Start of Exercise data

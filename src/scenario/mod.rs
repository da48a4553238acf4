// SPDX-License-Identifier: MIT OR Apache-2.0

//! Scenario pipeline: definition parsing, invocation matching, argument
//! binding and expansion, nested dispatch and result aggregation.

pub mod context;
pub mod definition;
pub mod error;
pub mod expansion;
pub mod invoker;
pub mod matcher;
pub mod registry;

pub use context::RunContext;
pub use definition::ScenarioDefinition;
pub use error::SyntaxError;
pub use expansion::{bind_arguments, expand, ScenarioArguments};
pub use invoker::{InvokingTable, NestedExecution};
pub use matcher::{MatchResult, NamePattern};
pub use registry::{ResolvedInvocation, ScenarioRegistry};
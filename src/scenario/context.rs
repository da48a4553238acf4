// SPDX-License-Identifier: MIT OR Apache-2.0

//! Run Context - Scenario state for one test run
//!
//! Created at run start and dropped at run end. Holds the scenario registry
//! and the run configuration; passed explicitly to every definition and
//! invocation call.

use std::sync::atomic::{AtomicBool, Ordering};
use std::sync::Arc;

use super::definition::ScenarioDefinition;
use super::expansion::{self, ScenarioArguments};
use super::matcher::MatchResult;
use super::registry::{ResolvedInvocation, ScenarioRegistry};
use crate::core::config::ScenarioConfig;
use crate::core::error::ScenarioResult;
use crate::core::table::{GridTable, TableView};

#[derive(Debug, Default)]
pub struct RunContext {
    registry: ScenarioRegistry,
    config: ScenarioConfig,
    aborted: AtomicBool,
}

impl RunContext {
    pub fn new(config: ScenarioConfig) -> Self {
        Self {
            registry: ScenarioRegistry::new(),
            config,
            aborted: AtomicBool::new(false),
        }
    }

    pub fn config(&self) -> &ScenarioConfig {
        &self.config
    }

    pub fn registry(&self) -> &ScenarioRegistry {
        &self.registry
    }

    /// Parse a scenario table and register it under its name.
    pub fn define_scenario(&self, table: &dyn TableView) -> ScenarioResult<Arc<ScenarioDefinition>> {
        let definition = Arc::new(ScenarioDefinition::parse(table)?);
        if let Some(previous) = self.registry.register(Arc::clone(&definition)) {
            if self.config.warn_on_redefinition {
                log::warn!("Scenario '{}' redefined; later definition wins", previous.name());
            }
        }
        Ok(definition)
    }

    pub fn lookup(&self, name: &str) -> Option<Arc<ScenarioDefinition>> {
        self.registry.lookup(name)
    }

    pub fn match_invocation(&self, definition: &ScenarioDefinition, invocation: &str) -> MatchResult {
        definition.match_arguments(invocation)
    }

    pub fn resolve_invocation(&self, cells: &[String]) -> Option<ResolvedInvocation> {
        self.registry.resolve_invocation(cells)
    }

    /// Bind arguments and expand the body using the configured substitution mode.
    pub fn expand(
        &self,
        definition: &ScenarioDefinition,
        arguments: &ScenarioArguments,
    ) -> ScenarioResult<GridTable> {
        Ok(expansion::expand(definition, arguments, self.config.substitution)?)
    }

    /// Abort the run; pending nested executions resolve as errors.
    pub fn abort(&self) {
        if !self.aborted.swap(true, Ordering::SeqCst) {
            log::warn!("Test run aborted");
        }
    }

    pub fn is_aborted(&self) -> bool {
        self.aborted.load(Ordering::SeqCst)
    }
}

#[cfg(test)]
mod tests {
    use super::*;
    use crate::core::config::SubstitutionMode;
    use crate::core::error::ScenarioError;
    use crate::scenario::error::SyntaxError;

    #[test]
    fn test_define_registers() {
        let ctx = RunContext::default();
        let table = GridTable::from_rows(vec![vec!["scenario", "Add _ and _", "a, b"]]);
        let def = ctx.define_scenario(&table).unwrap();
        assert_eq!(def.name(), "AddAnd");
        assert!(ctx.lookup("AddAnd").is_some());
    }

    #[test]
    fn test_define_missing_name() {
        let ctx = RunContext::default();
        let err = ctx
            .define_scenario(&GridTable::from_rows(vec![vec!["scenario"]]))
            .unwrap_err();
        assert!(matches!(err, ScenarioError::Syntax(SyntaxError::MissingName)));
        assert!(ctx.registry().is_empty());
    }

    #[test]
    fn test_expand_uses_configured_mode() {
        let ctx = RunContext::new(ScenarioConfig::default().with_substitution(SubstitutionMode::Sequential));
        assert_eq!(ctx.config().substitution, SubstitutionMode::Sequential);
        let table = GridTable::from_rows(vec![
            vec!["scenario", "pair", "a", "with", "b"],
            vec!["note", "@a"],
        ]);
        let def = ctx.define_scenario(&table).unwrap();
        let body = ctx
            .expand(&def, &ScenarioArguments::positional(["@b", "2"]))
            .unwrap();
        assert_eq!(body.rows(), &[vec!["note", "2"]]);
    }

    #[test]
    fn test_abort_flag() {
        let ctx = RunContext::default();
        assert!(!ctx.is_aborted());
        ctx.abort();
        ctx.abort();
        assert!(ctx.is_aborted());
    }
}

End of Exercise data
Start of Exercise data

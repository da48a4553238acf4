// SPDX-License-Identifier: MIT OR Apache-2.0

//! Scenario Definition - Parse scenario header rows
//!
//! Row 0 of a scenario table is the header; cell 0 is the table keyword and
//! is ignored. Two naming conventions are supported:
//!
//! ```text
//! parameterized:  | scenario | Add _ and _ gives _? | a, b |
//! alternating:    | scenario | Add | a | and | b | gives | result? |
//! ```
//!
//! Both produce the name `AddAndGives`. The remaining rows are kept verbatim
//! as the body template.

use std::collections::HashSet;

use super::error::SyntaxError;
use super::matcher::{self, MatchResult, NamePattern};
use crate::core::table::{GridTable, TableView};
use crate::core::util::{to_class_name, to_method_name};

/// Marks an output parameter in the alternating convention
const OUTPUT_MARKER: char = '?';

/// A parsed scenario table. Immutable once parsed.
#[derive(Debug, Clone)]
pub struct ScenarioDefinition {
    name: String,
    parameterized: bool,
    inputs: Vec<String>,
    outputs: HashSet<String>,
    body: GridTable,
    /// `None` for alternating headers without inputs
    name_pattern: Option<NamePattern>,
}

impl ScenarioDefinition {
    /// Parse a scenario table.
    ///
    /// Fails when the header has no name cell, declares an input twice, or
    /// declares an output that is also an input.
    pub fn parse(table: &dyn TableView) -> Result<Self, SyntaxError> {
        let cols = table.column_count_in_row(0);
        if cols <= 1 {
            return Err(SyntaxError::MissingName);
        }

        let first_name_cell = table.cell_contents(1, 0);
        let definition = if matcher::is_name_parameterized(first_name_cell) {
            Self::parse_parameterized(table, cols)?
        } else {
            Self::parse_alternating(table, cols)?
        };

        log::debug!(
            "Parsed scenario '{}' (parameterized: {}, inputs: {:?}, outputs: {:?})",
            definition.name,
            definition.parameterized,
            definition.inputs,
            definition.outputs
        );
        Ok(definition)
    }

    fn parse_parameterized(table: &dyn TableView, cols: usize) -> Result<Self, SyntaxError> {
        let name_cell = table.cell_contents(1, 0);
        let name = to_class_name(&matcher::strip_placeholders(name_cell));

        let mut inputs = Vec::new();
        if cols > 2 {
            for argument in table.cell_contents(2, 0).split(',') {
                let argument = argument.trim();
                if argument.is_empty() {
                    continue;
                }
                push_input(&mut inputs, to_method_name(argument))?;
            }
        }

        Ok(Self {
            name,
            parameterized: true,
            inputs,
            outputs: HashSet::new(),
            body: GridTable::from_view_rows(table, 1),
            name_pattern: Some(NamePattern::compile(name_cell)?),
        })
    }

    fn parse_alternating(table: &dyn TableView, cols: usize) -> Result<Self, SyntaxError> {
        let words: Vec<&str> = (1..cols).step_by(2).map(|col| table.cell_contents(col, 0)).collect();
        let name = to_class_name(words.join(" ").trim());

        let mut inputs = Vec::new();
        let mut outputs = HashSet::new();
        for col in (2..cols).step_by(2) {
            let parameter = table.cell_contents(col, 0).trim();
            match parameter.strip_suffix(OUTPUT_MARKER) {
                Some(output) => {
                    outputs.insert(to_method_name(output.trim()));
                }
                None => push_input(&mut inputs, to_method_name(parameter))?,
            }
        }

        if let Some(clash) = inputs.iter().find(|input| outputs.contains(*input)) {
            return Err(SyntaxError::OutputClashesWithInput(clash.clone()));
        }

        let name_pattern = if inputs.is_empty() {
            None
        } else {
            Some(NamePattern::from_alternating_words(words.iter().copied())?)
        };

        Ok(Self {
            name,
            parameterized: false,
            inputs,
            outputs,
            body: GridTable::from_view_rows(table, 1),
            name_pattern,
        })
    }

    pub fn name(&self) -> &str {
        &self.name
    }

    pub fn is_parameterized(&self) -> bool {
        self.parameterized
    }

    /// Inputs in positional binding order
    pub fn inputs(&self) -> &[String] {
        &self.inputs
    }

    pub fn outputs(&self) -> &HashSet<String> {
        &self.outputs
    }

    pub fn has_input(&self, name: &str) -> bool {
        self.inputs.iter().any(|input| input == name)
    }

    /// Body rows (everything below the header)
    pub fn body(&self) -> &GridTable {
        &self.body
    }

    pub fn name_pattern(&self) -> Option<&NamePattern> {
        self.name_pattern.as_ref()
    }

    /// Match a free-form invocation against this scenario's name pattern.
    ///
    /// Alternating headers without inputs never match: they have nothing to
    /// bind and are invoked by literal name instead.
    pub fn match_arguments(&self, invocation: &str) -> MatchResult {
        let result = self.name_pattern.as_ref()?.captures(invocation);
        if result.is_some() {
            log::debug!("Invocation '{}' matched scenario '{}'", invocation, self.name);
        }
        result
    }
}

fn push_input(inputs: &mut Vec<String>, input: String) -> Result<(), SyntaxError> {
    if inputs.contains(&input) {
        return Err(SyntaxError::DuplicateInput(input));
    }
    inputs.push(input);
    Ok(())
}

End of Exercise data
Start of Exercise data

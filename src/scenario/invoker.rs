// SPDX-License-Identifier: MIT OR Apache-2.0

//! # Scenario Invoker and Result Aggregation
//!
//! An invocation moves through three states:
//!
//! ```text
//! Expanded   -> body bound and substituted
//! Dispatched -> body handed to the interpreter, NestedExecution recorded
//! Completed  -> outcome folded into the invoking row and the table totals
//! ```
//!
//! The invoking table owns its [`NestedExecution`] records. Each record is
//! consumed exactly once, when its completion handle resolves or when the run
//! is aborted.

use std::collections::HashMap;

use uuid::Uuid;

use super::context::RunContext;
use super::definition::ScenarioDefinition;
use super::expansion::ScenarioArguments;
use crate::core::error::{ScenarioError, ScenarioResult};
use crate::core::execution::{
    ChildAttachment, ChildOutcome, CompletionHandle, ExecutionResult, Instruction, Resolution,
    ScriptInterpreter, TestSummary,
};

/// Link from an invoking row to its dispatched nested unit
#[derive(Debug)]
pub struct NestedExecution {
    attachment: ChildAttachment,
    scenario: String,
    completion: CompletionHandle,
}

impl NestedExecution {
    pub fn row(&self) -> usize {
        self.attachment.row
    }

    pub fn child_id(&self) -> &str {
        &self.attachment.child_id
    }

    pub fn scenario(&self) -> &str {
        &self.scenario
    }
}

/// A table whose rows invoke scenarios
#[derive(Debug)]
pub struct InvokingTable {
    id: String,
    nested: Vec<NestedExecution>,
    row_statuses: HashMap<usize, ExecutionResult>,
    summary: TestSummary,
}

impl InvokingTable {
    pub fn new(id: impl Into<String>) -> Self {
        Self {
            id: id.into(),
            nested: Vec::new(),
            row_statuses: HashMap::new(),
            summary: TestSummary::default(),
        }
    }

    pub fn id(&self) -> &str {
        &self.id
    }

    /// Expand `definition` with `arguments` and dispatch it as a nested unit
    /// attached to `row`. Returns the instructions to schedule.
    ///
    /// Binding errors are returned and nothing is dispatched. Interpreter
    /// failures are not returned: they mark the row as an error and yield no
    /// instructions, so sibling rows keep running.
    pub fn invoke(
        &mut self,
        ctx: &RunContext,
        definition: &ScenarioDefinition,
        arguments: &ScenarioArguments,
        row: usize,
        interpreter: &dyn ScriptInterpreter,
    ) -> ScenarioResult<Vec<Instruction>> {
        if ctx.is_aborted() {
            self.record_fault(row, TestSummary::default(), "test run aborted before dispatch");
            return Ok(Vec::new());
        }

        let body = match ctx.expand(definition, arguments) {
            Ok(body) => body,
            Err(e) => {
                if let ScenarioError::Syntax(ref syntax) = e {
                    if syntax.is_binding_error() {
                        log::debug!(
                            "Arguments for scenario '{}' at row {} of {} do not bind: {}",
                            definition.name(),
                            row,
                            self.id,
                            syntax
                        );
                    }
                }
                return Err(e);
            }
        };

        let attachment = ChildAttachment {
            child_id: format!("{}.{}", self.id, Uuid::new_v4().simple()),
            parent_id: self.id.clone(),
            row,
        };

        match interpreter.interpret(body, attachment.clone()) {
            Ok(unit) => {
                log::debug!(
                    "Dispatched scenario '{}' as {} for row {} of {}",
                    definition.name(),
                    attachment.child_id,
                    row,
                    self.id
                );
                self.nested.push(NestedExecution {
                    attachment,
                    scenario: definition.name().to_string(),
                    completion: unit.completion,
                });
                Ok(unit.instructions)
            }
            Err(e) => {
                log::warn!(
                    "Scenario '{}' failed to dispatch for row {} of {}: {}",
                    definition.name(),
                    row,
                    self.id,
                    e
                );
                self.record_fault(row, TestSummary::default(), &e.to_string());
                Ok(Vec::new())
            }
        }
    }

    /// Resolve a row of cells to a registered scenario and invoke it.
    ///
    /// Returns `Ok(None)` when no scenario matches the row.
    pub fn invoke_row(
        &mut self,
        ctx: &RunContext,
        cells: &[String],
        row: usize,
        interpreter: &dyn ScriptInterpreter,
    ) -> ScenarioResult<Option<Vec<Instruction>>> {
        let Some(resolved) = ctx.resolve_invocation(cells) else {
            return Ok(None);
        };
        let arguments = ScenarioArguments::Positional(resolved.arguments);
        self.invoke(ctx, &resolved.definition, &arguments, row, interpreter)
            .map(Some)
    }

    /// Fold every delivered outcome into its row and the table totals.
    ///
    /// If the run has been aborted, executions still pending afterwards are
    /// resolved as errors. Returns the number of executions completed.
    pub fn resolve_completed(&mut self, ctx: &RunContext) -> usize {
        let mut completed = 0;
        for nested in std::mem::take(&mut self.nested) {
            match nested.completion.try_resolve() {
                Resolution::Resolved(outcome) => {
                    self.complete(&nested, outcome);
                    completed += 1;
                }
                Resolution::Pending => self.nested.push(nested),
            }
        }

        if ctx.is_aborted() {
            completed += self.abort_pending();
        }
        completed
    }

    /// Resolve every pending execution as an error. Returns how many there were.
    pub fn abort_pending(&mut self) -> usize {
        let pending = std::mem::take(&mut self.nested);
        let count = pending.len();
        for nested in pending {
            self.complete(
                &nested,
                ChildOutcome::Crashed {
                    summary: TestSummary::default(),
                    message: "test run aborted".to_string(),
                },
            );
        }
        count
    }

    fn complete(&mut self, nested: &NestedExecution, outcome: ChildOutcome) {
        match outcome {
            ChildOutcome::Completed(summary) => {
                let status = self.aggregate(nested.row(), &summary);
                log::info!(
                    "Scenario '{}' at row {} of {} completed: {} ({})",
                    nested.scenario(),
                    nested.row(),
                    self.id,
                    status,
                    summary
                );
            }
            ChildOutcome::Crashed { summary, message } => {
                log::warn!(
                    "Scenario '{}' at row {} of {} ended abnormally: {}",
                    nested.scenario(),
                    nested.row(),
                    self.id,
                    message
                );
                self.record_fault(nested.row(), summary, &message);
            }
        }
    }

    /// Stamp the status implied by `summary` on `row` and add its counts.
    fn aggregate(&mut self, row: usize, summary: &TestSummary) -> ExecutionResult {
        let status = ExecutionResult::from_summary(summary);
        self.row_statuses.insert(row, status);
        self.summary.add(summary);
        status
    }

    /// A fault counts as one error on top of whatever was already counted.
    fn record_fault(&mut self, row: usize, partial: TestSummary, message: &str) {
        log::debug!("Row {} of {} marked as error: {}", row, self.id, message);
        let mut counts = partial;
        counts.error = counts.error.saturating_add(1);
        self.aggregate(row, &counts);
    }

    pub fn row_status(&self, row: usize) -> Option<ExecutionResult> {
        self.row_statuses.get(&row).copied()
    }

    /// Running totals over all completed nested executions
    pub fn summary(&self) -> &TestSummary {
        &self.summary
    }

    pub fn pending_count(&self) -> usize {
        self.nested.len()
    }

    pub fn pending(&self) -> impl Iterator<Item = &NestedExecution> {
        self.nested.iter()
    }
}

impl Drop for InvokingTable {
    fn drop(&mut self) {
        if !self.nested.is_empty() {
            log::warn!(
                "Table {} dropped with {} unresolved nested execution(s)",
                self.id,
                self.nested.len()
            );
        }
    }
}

End of Exercise data

Scan the listing above for the word "contains" and show each line where it is found.

__Exercise result__.
        if let Some(clash) = inputs.iter().find(|input| outputs.contains(*input)) {
    if inputs.contains(&input) {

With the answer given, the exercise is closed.